:: WORK INSTRUCTIONS ::
The lines to copy are those holding the string "LibraryChecker" in the entries below.

:: Records excerpted from a collection ::

------------------------

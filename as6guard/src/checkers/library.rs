//! Library reference checks over package descriptors, library descriptors
//! and C-family includes.

use regex::Regex;

use crate::checkers::{location_at, rule_finding, CheckContext, Checker};
use crate::kb::loader::KnowledgeBase;
use crate::kb::schema::{RuleKind, Version};
use crate::report::Finding;
use crate::walker::{ClassifiedFile, FileRole};

pub struct LibraryChecker {
    object_re: Regex,
    type_attr_re: Regex,
    version_attr_re: Regex,
    dependency_re: Regex,
    include_re: Regex,
}

impl LibraryChecker {
    pub fn new() -> Self {
        Self {
            object_re: Regex::new(r"<Object([^>]*)>([^<]+)</Object>").expect("valid pattern"),
            type_attr_re: Regex::new(r#"Type\s*=\s*"([^"]*)""#).expect("valid pattern"),
            version_attr_re: Regex::new(r#"Version\s*=\s*"([^"]*)""#).expect("valid pattern"),
            dependency_re: Regex::new(r#"<Dependency\s+ObjectName\s*=\s*"([^"]*)""#)
                .expect("valid pattern"),
            include_re: Regex::new(r#"#include\s*[<"]([^">]+)[">]"#).expect("valid pattern"),
        }
    }

    fn check_reference(
        &self,
        file: &ClassifiedFile,
        content: &str,
        offset: usize,
        name: &str,
        version: Option<&str>,
        kb: &KnowledgeBase,
    ) -> Option<Finding> {
        let rule = kb.lookup(RuleKind::Library, name)?;
        // A declared library version outside the rule's source range means
        // the project already references a version the rule does not cover.
        if let Some(raw) = version {
            if let Ok(v) = raw.parse::<Version>() {
                if !rule.source_range.contains(&v) {
                    return None;
                }
            }
        }
        Some(rule_finding(
            rule,
            kb,
            file,
            Some(location_at(content, offset)),
            format!("library '{}' is deprecated in AS6", name),
        ))
    }

    fn check_package(
        &self,
        file: &ClassifiedFile,
        content: &str,
        kb: &KnowledgeBase,
    ) -> Vec<Finding> {
        let mut findings = Vec::new();
        for caps in self.object_re.captures_iter(content) {
            let attrs = caps.get(1).map(|m| m.as_str()).unwrap_or("");
            let object_type = self
                .type_attr_re
                .captures(attrs)
                .and_then(|c| c.get(1))
                .map(|m| m.as_str());
            if !object_type.is_some_and(|t| t.eq_ignore_ascii_case("library")) {
                continue;
            }
            let name = match caps.get(2) {
                Some(m) => m.as_str().trim(),
                None => continue,
            };
            let version = self
                .version_attr_re
                .captures(attrs)
                .and_then(|c| c.get(1))
                .map(|m| m.as_str());
            let offset = caps.get(0).map(|m| m.start()).unwrap_or(0);
            if let Some(f) = self.check_reference(file, content, offset, name, version, kb) {
                findings.push(f);
            }
        }
        findings
    }

    fn check_library_descriptor(
        &self,
        file: &ClassifiedFile,
        content: &str,
        kb: &KnowledgeBase,
    ) -> Vec<Finding> {
        let mut findings = Vec::new();
        for caps in self.dependency_re.captures_iter(content) {
            let name = match caps.get(1) {
                Some(m) => m.as_str().trim(),
                None => continue,
            };
            let offset = caps.get(0).map(|m| m.start()).unwrap_or(0);
            if let Some(f) = self.check_reference(file, content, offset, name, None, kb) {
                findings.push(f);
            }
        }
        findings
    }

    fn check_includes(
        &self,
        file: &ClassifiedFile,
        content: &str,
        kb: &KnowledgeBase,
    ) -> Vec<Finding> {
        let mut findings = Vec::new();
        for caps in self.include_re.captures_iter(content) {
            let header = match caps.get(1) {
                Some(m) => m.as_str(),
                None => continue,
            };
            // `<asmath.h>` refers to the AsMath library; match on the stem.
            let stem = header
                .rsplit(['/', '\\'])
                .next()
                .unwrap_or(header)
                .trim_end_matches(".h");
            let offset = caps.get(0).map(|m| m.start()).unwrap_or(0);
            if let Some(f) = self.check_reference(file, content, offset, stem, None, kb) {
                findings.push(f);
            }
        }
        findings
    }

    fn is_c_family(file: &ClassifiedFile) -> bool {
        file.path
            .extension()
            .and_then(|e| e.to_str())
            .map(|e| e.to_ascii_lowercase())
            .is_some_and(|e| matches!(e.as_str(), "c" | "cpp" | "hpp" | "h"))
    }
}

impl Default for LibraryChecker {
    fn default() -> Self {
        Self::new()
    }
}

impl Checker for LibraryChecker {
    fn id(&self) -> &'static str {
        "library"
    }

    fn roles(&self) -> &'static [FileRole] {
        &[
            FileRole::PackageDescriptor,
            FileRole::LibraryDescriptor,
            FileRole::Source,
        ]
    }

    fn check(
        &self,
        file: &ClassifiedFile,
        content: &str,
        kb: &KnowledgeBase,
        _ctx: &CheckContext,
    ) -> Vec<Finding> {
        match file.role {
            FileRole::PackageDescriptor => self.check_package(file, content, kb),
            FileRole::LibraryDescriptor => self.check_library_descriptor(file, content, kb),
            FileRole::Source if Self::is_c_family(file) => {
                self.check_includes(file, content, kb)
            }
            _ => Vec::new(),
        }
    }
}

------------------------

:: COMPLETED EXERCISE ::
pub struct LibraryChecker {
impl LibraryChecker {
impl Default for LibraryChecker {
impl Checker for LibraryChecker {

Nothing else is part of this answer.